The conda ecosystem was developed by a private company, Anaconda (formerly Continuum Analytics), which sells (among other things) their services for software packaging and distribution. They have worked collaboratively with the open source community to maintain the conda tool and specifications, and host alternative community distribution channels. The major such alternative channel is conda-forge, and it is through this channel that we at UBARSC distribute our software. The conda-forge channel includes distributions for a wide range of data science related software, including binary distributions for many tools and libraries unrelated to Python.

Pip/PyPI vs conda/conda-forge

The PyPI repository is fine for distributing packages which are pure Python. All that is required is the Python source code, and some small text configuration files. However, distributing packages which are written in something other than Python is not really supported (although it can be kludged around, in some cases). A good example would be the KEA file format. The KEA library is written in C++, and while there is also a Python binding, this is largely separate from the library code itself. PyPI and the pip command don’t really have any idea what to do with all that.

Another more important example is the GDAL library. This is also written in C++, with an optional Python binding, and again, PyPI/pip has little to offer.
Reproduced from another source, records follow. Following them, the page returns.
use std::io::Cursor;

use image::codecs::jpeg::JpegEncoder;
use image::imageops::FilterType;
use image::{DynamicImage, ImageReader, Limits, Rgb, RgbImage, Rgba};
use preview_logging::preview_debug;
use thiserror::Error;

use crate::filename::hex_digest;
use crate::{FailureKind, Thumbnail, ThumbnailSize, ThumbnailSource};

/// Largest source accepted for decoding, in pixels per side.
pub const MAX_SOURCE_DIMENSION: u32 = 16_384;
/// Allocation ceiling for a single decode.
pub const MAX_DECODE_ALLOC: u64 = 256 * 1024 * 1024;
const JPEG_QUALITIES: &[u8] = &[85, 70, 55, 40, 25];
const PLACEHOLDER_QUALITY: u8 = 80;

#[derive(Debug, Error)]
pub enum ThumbnailError {
    #[error("no image data")]
    Empty,
    #[error("unrecognised image format: {0}")]
    Format(String),
    #[error("image codec error: {0}")]
    Image(#[from] image::ImageError),
    #[error("encoded thumbnail exceeds {max} bytes")]
    TooLarge { max: usize },
}

pub trait Thumbnailer: Send + Sync {
    /// Always yields a `target`-sized thumbnail. When `image_bytes` cannot be
    /// used, the placeholder is returned together with `DecodeFailure`.
    fn make_thumbnail(
        &self,
        url: &str,
        image_bytes: Option<&[u8]>,
        target: ThumbnailSize,
        source: ThumbnailSource,
    ) -> (Thumbnail, Option<FailureKind>);

    fn placeholder(&self, url: &str, target: ThumbnailSize) -> Thumbnail;
}

#[derive(Debug, Clone)]
pub struct ImageThumbnailer {
    max_bytes: usize,
}

impl ImageThumbnailer {
    pub fn new(max_bytes: usize) -> Self {
        Self { max_bytes }
    }

    /// Decode, fill-and-crop to `target`, and encode as JPEG within the byte cap.
    pub fn render(&self, bytes: &[u8], target: ThumbnailSize) -> Result<Vec<u8>, ThumbnailError> {
        let source = decode_bounded(bytes)?;
        let fitted = fill_to(&source, target);
        encode_within(&fitted, self.max_bytes)
    }
}

impl Thumbnailer for ImageThumbnailer {
    fn make_thumbnail(
        &self,
        url: &str,
        image_bytes: Option<&[u8]>,
        target: ThumbnailSize,
        source: ThumbnailSource,
    ) -> (Thumbnail, Option<FailureKind>) {
        let Some(bytes) = image_bytes.filter(|_| source != ThumbnailSource::Placeholder) else {
            return (self.placeholder(url, target), None);
        };
        match self.render(bytes, target) {
            Ok(image_bytes) => (
                Thumbnail {
                    url: url.to_string(),
                    image_bytes,
                    width: target.width,
                    height: target.height,
                    source,
                },
                None,
            ),
            Err(err) => {
                preview_debug!("thumbnail for {} fell back to placeholder: {}", url, err);
                (self.placeholder(url, target), Some(FailureKind::DecodeFailure))
            }
        }
    }

    fn placeholder(&self, url: &str, target: ThumbnailSize) -> Thumbnail {
        let image = placeholder_image(url, target);
        // Encoding an in-memory RGB buffer cannot fail short of allocation failure.
        let image_bytes = encode_jpeg(&image, PLACEHOLDER_QUALITY).unwrap_or_default();
        Thumbnail {
            url: url.to_string(),
            image_bytes,
            width: target.width,
            height: target.height,
            source: ThumbnailSource::Placeholder,
        }
    }
}

fn decode_bounded(bytes: &[u8]) -> Result<DynamicImage, ThumbnailError> {
    if bytes.is_empty() {
        return Err(ThumbnailError::Empty);
    }
    let mut limits = Limits::default();
    limits.max_image_width = Some(MAX_SOURCE_DIMENSION);
    limits.max_image_height = Some(MAX_SOURCE_DIMENSION);
    limits.max_alloc = Some(MAX_DECODE_ALLOC);

    let mut reader = ImageReader::new(Cursor::new(bytes))
        .with_guessed_format()
        .map_err(|err| ThumbnailError::Format(err.to_string()))?;
    if reader.format().is_none() {
        return Err(ThumbnailError::Format("unknown".into()));
    }
    reader.limits(limits);
    Ok(reader.decode()?)
}

/// Scale to cover `target` preserving aspect ratio, then centre-crop.
fn fill_to(source: &DynamicImage, target: ThumbnailSize) -> RgbImage {
    // Cheap pre-shrink for very large captures before the expensive filter.
    let prepass_w = target.width.saturating_mul(4);
    let prepass_h = target.height.saturating_mul(4);
    let working = if source.width() > prepass_w && source.height() > prepass_h {
        source.resize(prepass_w, prepass_h, FilterType::Triangle)
    } else {
        source.clone()
    };
    let filled = working.resize_to_fill(target.width, target.height, FilterType::Lanczos3);
    flatten_alpha(&filled)
}

/// Composite over white so transparent favicons do not turn black in JPEG.
fn flatten_alpha(image: &DynamicImage) -> RgbImage {
    let rgba = image.to_rgba8();
    let mut out = RgbImage::new(rgba.width(), rgba.height());
    for (x, y, Rgba([r, g, b, a])) in rgba.enumerate_pixels().map(|(x, y, p)| (x, y, *p)) {
        let alpha = u16::from(a);
        let blend = |c: u8| ((u16::from(c) * alpha + 255 * (255 - alpha)) / 255) as u8;
        out.put_pixel(x, y, Rgb([blend(r), blend(g), blend(b)]));
    }
    out
}

fn encode_jpeg(image: &RgbImage, quality: u8) -> Result<Vec<u8>, ThumbnailError> {
    let mut buf = Vec::new();
    JpegEncoder::new_with_quality(&mut buf, quality).encode_image(image)?;
    Ok(buf)
}

fn encode_within(image: &RgbImage, max_bytes: usize) -> Result<Vec<u8>, ThumbnailError> {
    for quality in JPEG_QUALITIES {
        let encoded = encode_jpeg(image, *quality)?;
        if encoded.len() <= max_bytes {
            return Ok(encoded);
        }
    }
    Err(ThumbnailError::TooLarge { max: max_bytes })
}

/// Pastel background keyed on the URL with a darker band along the bottom.
fn placeholder_image(url: &str, target: ThumbnailSize) -> RgbImage {
    let digest = hex_digest(url, 3);
    let channel = |i: usize| {
        let byte = u8::from_str_radix(&digest[i * 2..i * 2 + 2], 16).unwrap_or(0x80);
        // Pastel range 160..=255.
        160 + byte % 96
    };
    let background = Rgb([channel(0), channel(1), channel(2)]);
    let band = Rgb([background[0] / 2, background[1] / 2, background[2] / 2]);
    let band_top = target.height - (target.height / 8).max(1).min(target.height);

    RgbImage::from_fn(target.width, target.height, |_, y| {
        if y >= band_top {
            band
        } else {
            background
        }
    })
}
//! Bookmark preview engine: fetch, render, extract, thumbnail and cache.
mod cache;
mod chromium;
mod decode;
mod extract;
mod fetch;
mod filename;
mod handle;
mod normalize;
mod persist;
mod pipeline;
mod render;
mod settings;
mod sink;
mod strategy;
mod summary;
mod thumbnail;
mod types;

pub use cache::{Cache, CacheError, DiskCache, MemoryCache};
pub use chromium::ChromiumSessionFactory;
pub use decode::{decode_html, DecodedHtml};
pub use extract::{looks_like_challenge, ExtractedPage, Extractor, HtmlMetadataExtractor};
pub use fetch::{Fetcher, ReqwestFetcher};
pub use filename::{cache_file_name, thumbnail_file_name};
pub use handle::PipelineHandle;
pub use normalize::cache_key;
pub use persist::{ensure_dir, AtomicFileWriter, PersistError};
pub use pipeline::{Pipeline, PipelineBuilder, RequestState};
pub use render::{
    PooledRenderer, RenderOutput, RenderResult, RenderSession, Renderer, SessionFactory,
    SessionLease, SessionPool, MAX_CONSECUTIVE_SESSION_ERRORS,
};
pub use settings::{
    Clock, FetchSettings, PipelineSettings, RenderSettings, SettingsError, ThumbnailSize,
    DEFAULT_USER_AGENT,
};
pub use sink::{ChannelProgressSink, NullSink, ProgressSink};
pub use strategy::{
    choose_strategy, is_html_like, ContentKind, RenderReason, Strategy, StrategyInputs,
};
pub use summary::BatchSummary;
pub use thumbnail::{ImageThumbnailer, ThumbnailError, Thumbnailer};
pub use types::{
    BookmarkEntry, CacheEntry, EnrichmentRequest, EnrichmentResult, FailureKind, FetchError,
    FetchMetadata, FetchOutput, FetchResult, Metadata, Outcome, PipelineEvent, Stage, Thumbnail,
    ThumbnailSource,
};
use std::fs;
use std::io::{self, Write};
use std::path::{Path, PathBuf};

use tempfile::NamedTempFile;
use thiserror::Error;

#[derive(Debug, Error)]
pub enum PersistError {
    #[error("directory missing or not writable: {0}")]
    Dir(String),
    #[error("io error: {0}")]
    Io(#[from] io::Error),
}

/// Ensure the directory exists; create if missing.
pub fn ensure_dir(dir: &Path) -> Result<(), PersistError> {
    if dir.exists() {
        let meta = fs::metadata(dir).map_err(|e| PersistError::Dir(e.to_string()))?;
        if !meta.is_dir() {
            return Err(PersistError::Dir(format!("{} is not a directory", dir.display())));
        }
    } else {
        fs::create_dir_all(dir).map_err(|e| PersistError::Dir(e.to_string()))?;
    }
    Ok(())
}

/// Atomically write content to `{dir}/{filename}` by writing a temp file in
/// the same directory, syncing it, then renaming over the target.
#[derive(Debug, Clone)]
pub struct AtomicFileWriter {
    dir: PathBuf,
}

impl AtomicFileWriter {
    pub fn new(dir: PathBuf) -> Self {
        Self { dir }
    }

    pub fn dir(&self) -> &Path {
        &self.dir
    }

    pub fn write(&self, filename: &str, content: &[u8]) -> Result<PathBuf, PersistError> {
        ensure_dir(&self.dir)?;

        let target = self.dir.join(filename);
        let mut tmp = NamedTempFile::new_in(&self.dir)?;
        tmp.write_all(content)?;
        tmp.flush()?;
        tmp.as_file_mut().sync_all()?;

        // `persist` renames over an existing target, so readers see either
        // the old or the new content, never a mix.
        tmp.persist(&target).map_err(|e| PersistError::Io(e.error))?;
        Ok(target)
    }
}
For example, RIOS depends very heavily on GDAL. So, if we were to distribute RIOS though PyPI, we ought to include this dependency in its requirements.txt file. However, if we did that, then pip would try to install GDAL from PyPI. The GDAL Python bindings are present in PyPI, but this is just the bindings, not the library itself, and so GDAL would still not be installed. If we do not specify the dependency, then the situation would be just as bad, and with little guidance for the novice user.

So, one would have to rely on something like conda to install GDAL itself.
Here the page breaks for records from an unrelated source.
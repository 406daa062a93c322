use std::sync::{
    atomic::{AtomicUsize, Ordering},
    Arc,
};
use std::time::Duration;

use futures_util::StreamExt;
use reqwest::header::{
    HeaderMap, HeaderName, HeaderValue, ACCEPT, ACCEPT_LANGUAGE, CONTENT_DISPOSITION, CONTENT_TYPE,
};

use crate::{FailureKind, FetchError, FetchMetadata, FetchOutput, FetchResult, FetchSettings};

#[async_trait::async_trait]
pub trait Fetcher: Send + Sync {
    /// Single GET of `url`, bounded by `timeout`. Never retries.
    async fn fetch(&self, url: &str, timeout: Duration) -> FetchResult;
}

#[derive(Debug, Clone)]
pub struct ReqwestFetcher {
    settings: FetchSettings,
}

impl ReqwestFetcher {
    pub fn new(settings: FetchSettings) -> Self {
        Self { settings }
    }

    pub fn settings(&self) -> &FetchSettings {
        &self.settings
    }
}

fn build_client(
    settings: &FetchSettings,
    redirect_counter: Arc<AtomicUsize>,
) -> Result<reqwest::Client, FetchError> {
    let redirect_limit = settings.redirect_limit;
    let policy = reqwest::redirect::Policy::custom(move |attempt| {
        let count = attempt.previous().len();
        redirect_counter.store(count, Ordering::Relaxed);
        if count >= redirect_limit {
            attempt.error("redirect limit exceeded")
        } else if attempt.previous().iter().any(|seen| seen == attempt.url()) {
            attempt.error("redirect loop")
        } else {
            attempt.follow()
        }
    });

    let mut headers = HeaderMap::new();
    headers.insert(
        ACCEPT,
        HeaderValue::from_static(
            "text/html,application/xhtml+xml,application/xml;q=0.9,image/*;q=0.8,*/*;q=0.7",
        ),
    );
    headers.insert(ACCEPT_LANGUAGE, HeaderValue::from_static("en-US,en;q=0.9"));

    reqwest::Client::builder()
        .connect_timeout(settings.connect_timeout)
        .user_agent(settings.user_agent.clone())
        .default_headers(headers)
        .redirect(policy)
        .build()
        .map_err(|err| FetchError::new(FailureKind::Network, err.to_string()))
}

#[async_trait::async_trait]
impl Fetcher for ReqwestFetcher {
    async fn fetch(&self, url: &str, timeout: Duration) -> FetchResult {
        let parsed = reqwest::Url::parse(url)
            .map_err(|err| FetchError::new(FailureKind::InvalidUrl, err.to_string()))?;

        // The whole exchange, body included, shares one deadline.
        match tokio::time::timeout(timeout, self.fetch_inner(parsed, url)).await {
            Ok(result) => result,
            Err(_) => Err(FetchError::timeout("fetch")),
        }
    }
}

impl ReqwestFetcher {
    async fn fetch_inner(&self, parsed: reqwest::Url, url: &str) -> FetchResult {
        let redirect_counter = Arc::new(AtomicUsize::new(0));
        let client = build_client(&self.settings, redirect_counter.clone())?;

        let response = client
            .get(parsed)
            .send()
            .await
            .map_err(map_reqwest_error)?;

        let status = response.status();
        if !status.is_success() {
            return Err(FetchError::new(
                FailureKind::HttpStatus(status.as_u16()),
                status.to_string(),
            ));
        }

        let max_bytes = self.settings.max_bytes;
        if let Some(content_len) = response.content_length() {
            if content_len > max_bytes {
                return Err(FetchError::new(
                    FailureKind::TooLarge {
                        max_bytes,
                        actual: Some(content_len),
                    },
                    "response too large",
                ));
            }
        }

        let final_url = response.url().to_string();
        let content_type = header_string(response.headers(), CONTENT_TYPE);
        let content_disposition = header_string(response.headers(), CONTENT_DISPOSITION);

        let mut bytes = Vec::new();
        let mut stream = response.bytes_stream();
        while let Some(chunk) = stream.next().await {
            let chunk = chunk.map_err(map_reqwest_error)?;
            let next_len = bytes.len() as u64 + chunk.len() as u64;
            if next_len > max_bytes {
                return Err(FetchError::new(
                    FailureKind::TooLarge {
                        max_bytes,
                        actual: Some(next_len),
                    },
                    "response too large",
                ));
            }
            bytes.extend_from_slice(&chunk);
        }

        let metadata = FetchMetadata {
            original_url: url.to_string(),
            final_url,
            redirect_count: redirect_counter.load(Ordering::Relaxed),
            content_type,
            content_disposition,
            byte_len: bytes.len() as u64,
        };

        Ok(FetchOutput { bytes, metadata })
    }
}

fn header_string(headers: &HeaderMap, name: HeaderName) -> Option<String> {
    headers
        .get(name)
        .and_then(|value| value.to_str().ok())
        .map(|value| value.to_string())
}

fn map_reqwest_error(err: reqwest::Error) -> FetchError {
    if err.is_timeout() {
        return FetchError::new(FailureKind::Timeout, err.to_string());
    }
    if err.is_redirect() {
        return FetchError::new(FailureKind::TooManyRedirects, err.to_string());
    }
    FetchError::new(FailureKind::Network, err.to_string())
}
#[derive(Debug, Clone, PartialEq, Eq)]
pub enum Msg {
    /// A bookmark source was read; replaces the current rows.
    BookmarksLoaded(Vec<crate::Bookmark>),
    /// Engine progress for a URL.
    Progress { url: String, stage: crate::RowStage },
    /// Engine finished a URL.
    ResultReady(crate::PreviewUpdate),
    /// User clicked Cancel.
    CancelClicked,
}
The GDAL bindings also require numpy. However, numpy is also fully available from PyPI. This means that, depending on what else is installed, it is possible to have a numpy from PyPI and a GDAL from conda, and they may well be compiled in ways which are incompatible at the binary level, resulting in serious conflicts at run time.

Things can become even more complicated when one or more packages installed from PyPI include their own copies of binaries from other libraries. A good example of this is rasterio, which bundles its own copy of the GDAL binaries. These may be compiled with different options than any already installed version of GDAL, potentially causing all kinds of headaches.
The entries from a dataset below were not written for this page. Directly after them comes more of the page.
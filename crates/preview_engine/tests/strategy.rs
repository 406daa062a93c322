use pretty_assertions::assert_eq;
use preview_engine::{
    choose_strategy, ContentKind, ExtractedPage, FailureKind, FetchError, FetchMetadata,
    FetchOutput, FetchResult, Metadata, RenderReason, Strategy, StrategyInputs,
};

fn output(content_type: Option<&str>, disposition: Option<&str>) -> FetchResult {
    Ok(FetchOutput {
        bytes: b"body".to_vec(),
        metadata: FetchMetadata {
            original_url: "https://example.com/".to_string(),
            final_url: "https://example.com/".to_string(),
            redirect_count: 0,
            content_type: content_type.map(str::to_string),
            content_disposition: disposition.map(str::to_string),
            byte_len: 4,
        },
    })
}

fn page(body_text_len: usize, is_challenge: bool) -> ExtractedPage {
    ExtractedPage {
        metadata: Metadata {
            url: "https://example.com/".to_string(),
            title: Some("Example".to_string()),
            description: None,
            favicon_url: None,
        },
        body_text_len,
        is_challenge,
    }
}

fn inputs(page: Option<&ExtractedPage>) -> StrategyInputs<'_> {
    StrategyInputs {
        force_render: false,
        min_body_text_len: 200,
        page,
    }
}

fn failed(kind: FailureKind) -> FetchResult {
    Err(FetchError::new(kind, "test"))
}

#[test]
fn server_answers_are_final() {
    for kind in [
        FailureKind::HttpStatus(404),
        FailureKind::HttpStatus(500),
        FailureKind::InvalidUrl,
        FailureKind::TooLarge {
            max_bytes: 10,
            actual: Some(20),
        },
        FailureKind::Cancelled,
    ] {
        assert_eq!(
            choose_strategy(&failed(kind.clone()), &inputs(None)),
            Strategy::Fail(kind)
        );
    }
}

#[test]
fn transport_failures_fall_back_to_render() {
    for kind in [
        FailureKind::Network,
        FailureKind::Timeout,
        FailureKind::TooManyRedirects,
    ] {
        assert_eq!(
            choose_strategy(&failed(kind.clone()), &inputs(None)),
            Strategy::Render(RenderReason::FetchFailed(kind))
        );
    }
}

#[test]
fn substantial_html_is_accepted() {
    let full = page(1_000, false);
    assert_eq!(
        choose_strategy(&output(Some("text/html; charset=utf-8"), None), &inputs(Some(&full))),
        Strategy::AcceptContent(ContentKind::Html)
    );
}

#[test]
fn near_empty_and_challenge_pages_are_rendered() {
    let shell = page(12, false);
    assert_eq!(
        choose_strategy(&output(Some("text/html"), None), &inputs(Some(&shell))),
        Strategy::Render(RenderReason::NearEmpty { body_text_len: 12 })
    );

    let challenge = page(1_000, true);
    assert_eq!(
        choose_strategy(&output(Some("text/html"), None), &inputs(Some(&challenge))),
        Strategy::Render(RenderReason::Challenge)
    );
}

#[test]
fn forced_render_wins_over_good_html() {
    let full = page(1_000, false);
    let forced = StrategyInputs {
        force_render: true,
        ..inputs(Some(&full))
    };
    assert_eq!(
        choose_strategy(&output(Some("text/html"), None), &forced),
        Strategy::Render(RenderReason::Forced)
    );
}

#[test]
fn images_and_downloads_are_sniffed() {
    assert_eq!(
        choose_strategy(&output(Some("image/png"), None), &inputs(None)),
        Strategy::AcceptContent(ContentKind::Image)
    );
    assert_eq!(
        choose_strategy(&output(Some("application/pdf"), None), &inputs(None)),
        Strategy::Fail(FailureKind::UnsupportedContent {
            content_type: "application/pdf".to_string()
        })
    );
    assert_eq!(
        choose_strategy(
            &output(Some("text/html"), Some("attachment; filename=\"a.html\"")),
            &inputs(None)
        ),
        Strategy::Fail(FailureKind::UnsupportedContent {
            content_type: "text/html".to_string()
        })
    );
}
To avoid much of this complexity, we have concluded that it is simpler just to rely on conda to distribute our packages, and everything on which they depend.

There is a great deal of discussion on some of these points spread all over the Internet. This article from Anaconda provides a brief overview (although slightly out of date).

As discussed in that article, conda and pip can work moderately well together, and this is useful for adding in small pure Python packages which are not available in conda. However, one does need to watch for pip’s tendency to try to install its own dependencies, and upgrade things which conda has already installed, resulting in incompatible combinations of binaries. For this reason it is strongly recommended that any package (including dependencies) which contains compiled binary files should come from conda-forge, and only pure Python should be installed from PyPI. Please exercise strong caution when combining them, including

  1. being aware of the dependencies of the package you are about to install
  2. watching the install as it runs, to see whether it tells you what else it is installing

This applies even when the target package being installed is from local source rather than PyPI. The ideal output of a pip installation should say that it installed the package itself, but that all dependencies were already satisfied. If pip starts over-writing things, you will probably need to discard that conda environment and start again.

Conclusion

In short, we recommend that you build working environments using the packages on conda-forge, including our own packages such as RIOS, PyShepSeg, TuiView, etc., and only use pip/PyPI to install small, pure Python packages, and only if they are not available via conda-forge. Of course, more sophisticated users have other options, such as building things directly from source, but we assume that such users are sophisticated enough to know what they are doing.